▶ _Problem statement_
Copy each line from the data that has the word "replace" in it.

▶ _Input records_
//! Raw session record as supplied by the schedule data source.

use std::collections::HashMap;

use serde::{Deserialize, Serialize};

use crate::error::{Result, SessionGenError};

/// Keys every session record must carry.
pub const REQUIRED_FIELDS: [&str; 8] = [
    "title",
    "name",
    "abstract",
    "bio",
    "starts_at",
    "ends_at",
    "category",
    "room",
];

/// One conference talk, exactly as the data source describes it.
///
/// Values are kept verbatim; all normalization happens in
/// [`SessionPresenter`](super::SessionPresenter).
#[derive(Debug, Clone, PartialEq, Eq, Serialize, Deserialize)]
pub struct SessionRecord {
    pub title: String,
    /// Speaker name
    pub name: String,
    #[serde(rename = "abstract")]
    pub abstract_text: String,
    pub bio: String,
    /// ISO-8601 UTC timestamp, e.g. `2012-04-23T17:30:00Z`
    pub starts_at: String,
    /// ISO-8601 UTC timestamp
    pub ends_at: String,
    pub category: String,
    pub room: String,
}

impl SessionRecord {
    /// Builds a record from a string map, failing on the first missing key.
    ///
    /// Keys outside [`REQUIRED_FIELDS`] are ignored.
    pub fn from_map(map: &HashMap<String, String>) -> Result<Self> {
        if let Some(missing) = REQUIRED_FIELDS.iter().find(|key| !map.contains_key(**key)) {
            return Err(SessionGenError::missing_field(*missing));
        }

        let field = |key: &str| map.get(key).cloned().unwrap_or_default();

        Ok(Self {
            title: field("title"),
            name: field("name"),
            abstract_text: field("abstract"),
            bio: field("bio"),
            starts_at: field("starts_at"),
            ends_at: field("ends_at"),
            category: field("category"),
            room: field("room"),
        })
    }

    /// Parses the JSON object form of a record.
    pub fn from_json_str(json: &str) -> Result<Self> {
        Ok(serde_json::from_str(json)?)
    }
}

impl TryFrom<&HashMap<String, String>> for SessionRecord {
    type Error = SessionGenError;

    fn try_from(map: &HashMap<String, String>) -> Result<Self> {
        Self::from_map(map)
    }
}

#[cfg(test)]
mod tests {
    use super::*;

    fn full_map() -> HashMap<String, String> {
        REQUIRED_FIELDS
            .iter()
            .map(|key| (key.to_string(), format!("{} value", key)))
            .collect()
    }

    #[test]
    fn test_from_map_copies_every_field() {
        let record = SessionRecord::from_map(&full_map()).unwrap();
        assert_eq!(record.title, "title value");
        assert_eq!(record.abstract_text, "abstract value");
        assert_eq!(record.room, "room value");
    }

    #[test]
    fn test_from_map_reports_missing_key() {
        let mut map = full_map();
        map.remove("ends_at");

        let err = SessionRecord::try_from(&map).unwrap_err();
        assert_eq!(err, SessionGenError::missing_field("ends_at"));
    }

    #[test]
    fn test_from_map_accepts_empty_values() {
        let mut map = full_map();
        map.insert("title".to_string(), String::new());

        let record = SessionRecord::from_map(&map).unwrap();
        assert_eq!(record.title, "");
    }

    #[test]
    fn test_from_json_str_uses_abstract_key() {
        let json = r#"{
            "title": "Rich Hickey",
            "name": "Rich Hickey",
            "abstract": "Clojure",
            "bio": "Developer",
            "starts_at": "2012-04-23T17:30:00Z",
            "ends_at": "2012-04-23T18:00:00Z",
            "category": "keynote",
            "room": "Salon HJK"
        }"#;

        let record = SessionRecord::from_json_str(json).unwrap();
        assert_eq!(record.abstract_text, "Clojure");
        assert_eq!(record.category, "keynote");
    }

    #[test]
    fn test_from_json_str_missing_key_is_serialization_error() {
        let err = SessionRecord::from_json_str(r#"{"title": "Only a title"}"#).unwrap_err();
        assert!(err.is_serialization());
    }
}
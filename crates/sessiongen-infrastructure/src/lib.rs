//! File-backed infrastructure for sessiongen.

pub mod config_storage;

pub use config_storage::{load_config, load_config_from_path, save_config_to_path};
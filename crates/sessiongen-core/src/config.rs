//! Category rules used by the presenter.

use serde::{Deserialize, Serialize};

use crate::error::{Result, SessionGenError};

/// Categories that are schedule filler rather than talks.
pub const DEFAULT_EXCLUDED_CATEGORIES: [&str; 4] = ["break", "products", "exhibit hall", "bohconf"];

/// Category marking a featured talk.
pub const DEFAULT_KEYNOTE_CATEGORY: &str = "keynote";

/// Appended to the title of keynote sessions.
pub const DEFAULT_KEYNOTE_SUFFIX: &str = " Keynote";

/// Presenter configuration.
///
/// The defaults reproduce the built-in rules; a config file only needs to
/// list the keys it overrides.
#[derive(Debug, Clone, PartialEq, Eq, Serialize, Deserialize)]
#[serde(default)]
pub struct PresenterConfig {
    /// Category value (case-insensitive) that marks a keynote
    pub keynote_category: String,
    /// Literal suffix appended to keynote titles
    pub keynote_suffix: String,
    /// Categories (case-insensitive) that never produce a document
    pub excluded_categories: Vec<String>,
}

impl Default for PresenterConfig {
    fn default() -> Self {
        Self {
            keynote_category: DEFAULT_KEYNOTE_CATEGORY.to_string(),
            keynote_suffix: DEFAULT_KEYNOTE_SUFFIX.to_string(),
            excluded_categories: DEFAULT_EXCLUDED_CATEGORIES
                .iter()
                .map(|c| c.to_string())
                .collect(),
        }
    }
}

impl PresenterConfig {
    /// Validate the config and return an error if it cannot be used.
    pub fn validate(&self) -> Result<()> {
        if self.keynote_category.trim().is_empty() {
            return Err(SessionGenError::config(
                "keynote_category is required and cannot be empty",
            ));
        }
        Ok(())
    }
}
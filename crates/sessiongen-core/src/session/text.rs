//! Text cleaning rules for abstracts and bios.

/// Marker the data source uses for "intentionally left blank".
const PLACEHOLDER: &str = ".";

/// Paragraph break after line-ending normalization.
const PARAGRAPH_BREAK: &str = "\n\n";

/// Continuation that renders a following paragraph as a markdown block quote.
const QUOTED_PARAGRAPH_BREAK: &str = "\n>\n> ";

/// Converts CRLF line endings to LF and trims surrounding whitespace.
///
/// Idempotent: cleaning a cleaned string returns it unchanged.
pub fn clean_text(raw: &str) -> String {
    raw.replace("\r\n", "\n").trim().to_string()
}

/// Whether cleaned text carries content, i.e. is neither empty nor `.`.
pub fn is_present(cleaned: &str) -> bool {
    !cleaned.is_empty() && cleaned != PLACEHOLDER
}

/// Quotes every paragraph after the first.
///
/// Each `\n\n` becomes `\n>\n> `. Applied once per presenter; running it on
/// already quoted text is not a no-op.
pub fn quote_paragraphs(cleaned: &str) -> String {
    cleaned.replace(PARAGRAPH_BREAK, QUOTED_PARAGRAPH_BREAK)
}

▶ _Answer for this exercise_
    raw.replace("\r\n", "\n").trim().to_string()
    cleaned.replace(PARAGRAPH_BREAK, QUOTED_PARAGRAPH_BREAK)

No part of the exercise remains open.